The International Cconference on “The Age of Catastrophe and the Destruction of Coexistence: Expulsions, Deportations, and Genocides, 1912-1924”, sponsored by the General Secretary for Religious Affairs of the Greek Ministry of Education and Religious Affairs and the Holy Metropolis of Messinia, co-sponsored by the Armenian Genocide Research Program at the UCLA Promise Armenian Institute and the Chair of Pontic Studies, School of History and Archaeology, Aristotle University of Thessaloniki is taking place December 1- 4, 2022 in Kalamata, Greece.
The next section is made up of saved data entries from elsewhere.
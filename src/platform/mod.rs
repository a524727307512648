//! Platform abstraction layer.
//!
//! Defines the OS seams the session is built on: permission probing, the
//! foreground-app query, tap installation, key injection and the retry timer.
//! The macOS implementations live in `macos`; tests use the doubles in
//! `fakes`.

#[cfg(test)]
pub mod fakes;
#[cfg(target_os = "macos")]
pub mod macos;

use std::time::Duration;

use crate::engine::ModifierFlags;
use crate::permission::Permission;

/// Value stamped into kCGEventSourceUserData on every synthetic event.
pub const INJECTED_EVENT_TAG: i64 = 0x434D_4458;

/// Bundle identifier of the file manager whose shortcuts are rewritten.
pub const FINDER_BUNDLE_ID: &str = "com.apple.finder";

// ---------------------------------------------------------------------------
// Errors
// ---------------------------------------------------------------------------

#[derive(Debug, thiserror::Error)]
pub enum PlatformError {
    #[error("permission denied: {0}")]
    PermissionDenied(String),
    #[error("event tap could not be created: {0}")]
    TapCreation(String),
    #[error("synthetic event could not be created: {0}")]
    EventCreation(String),
}

// ---------------------------------------------------------------------------
// Tap events
// ---------------------------------------------------------------------------

/// A key-down as seen by the tap.
#[derive(Debug, Clone, Copy, PartialEq, Eq)]
pub struct KeyEvent {
    pub key_code: u16,
    pub flags: ModifierFlags,
    pub autorepeat: bool,
    /// Raw kCGEventSourceUserData.
    pub user_data: i64,
}

impl KeyEvent {
    /// True for events this process posted itself.
    pub fn is_injected(&self) -> bool {
        self.user_data == INJECTED_EVENT_TAG
    }
}

/// Why the OS switched the tap off.
#[derive(Debug, Clone, Copy, PartialEq, Eq)]
pub enum DisableReason {
    Timeout,
    UserInput,
}

#[derive(Debug, Clone, Copy, PartialEq, Eq)]
pub enum TapEvent {
    KeyDown(KeyEvent),
    Disabled(DisableReason),
    Other,
}

/// Callback answer: let the original event through or drop it.
#[derive(Debug, Clone, Copy, PartialEq, Eq)]
pub enum TapVerdict {
    PassThrough,
    Suppress,
}

/// Per-event handler handed to the tap backend.
pub type TapCallback = Box<dyn Fn(TapEvent) -> TapVerdict>;

// ---------------------------------------------------------------------------
// Seams
// ---------------------------------------------------------------------------

/// Reads the two capabilities the tap needs.
pub trait PermissionProbe {
    fn input_monitoring_granted(&self) -> bool;
    fn post_events_granted(&self) -> bool;
    /// Asks the OS to prompt for `permission`. Returns the grant state as
    /// reported right after the request.
    fn request(&self, permission: Permission) -> bool;
}

/// Answers "which app is frontmost".
pub trait ForegroundApp {
    fn frontmost_bundle_id(&self) -> Option<String>;

    fn is_frontmost(&self, bundle_id: &str) -> bool {
        self.frontmost_bundle_id().as_deref() == Some(bundle_id)
    }
}

/// Posts a synthetic key-down/key-up pair stamped with `INJECTED_EVENT_TAG`.
pub trait KeyInjector {
    fn post(&self, key_code: u16, flags: ModifierFlags) -> Result<(), PlatformError>;
}

/// An installed, run-loop attached event tap. Dropping it detaches the tap
/// from the run loop and invalidates it.
pub trait EventTap {
    fn enable(&self);
}

/// Installs key-down taps.
pub trait TapBackend {
    fn install(&self, callback: TapCallback) -> Result<Box<dyn EventTap>, PlatformError>;
}

/// A scheduled single-shot action. Cancelling before it fires guarantees the
/// action never runs; cancelling afterwards is a no-op. Dropping the handle
/// cancels too.
pub trait PendingRetry {
    fn cancel(&self);
}

/// Single-shot timer on the thread that drives the tap.
pub trait RetryTimer {
    /// `None` when the timer could not be armed; `action` is dropped unrun.
    fn schedule(
        &self,
        delay: Duration,
        action: Box<dyn FnOnce()>,
    ) -> Option<Box<dyn PendingRetry>>;
}

// ---------------------------------------------------------------------------
// Tests
// ---------------------------------------------------------------------------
The Assistant Professor of NKUA Hervé Georgelin will participate with the contribution entitiled: Burning Smyrna Down: A Loss or an Asset For the New Kemalist Regime? (Saturday, December 3rd, 10:40 – 12:20 – Session 2: The Smyrna Catastrophe)

More about the Conference:
The period of the collapse of the Ottoman Empire and the establishment of its various successor states was one marked by expulsions, ethnic cleansings, massacres and genocides. For the Empire as a whole, it was a period of immense suffering and destruction.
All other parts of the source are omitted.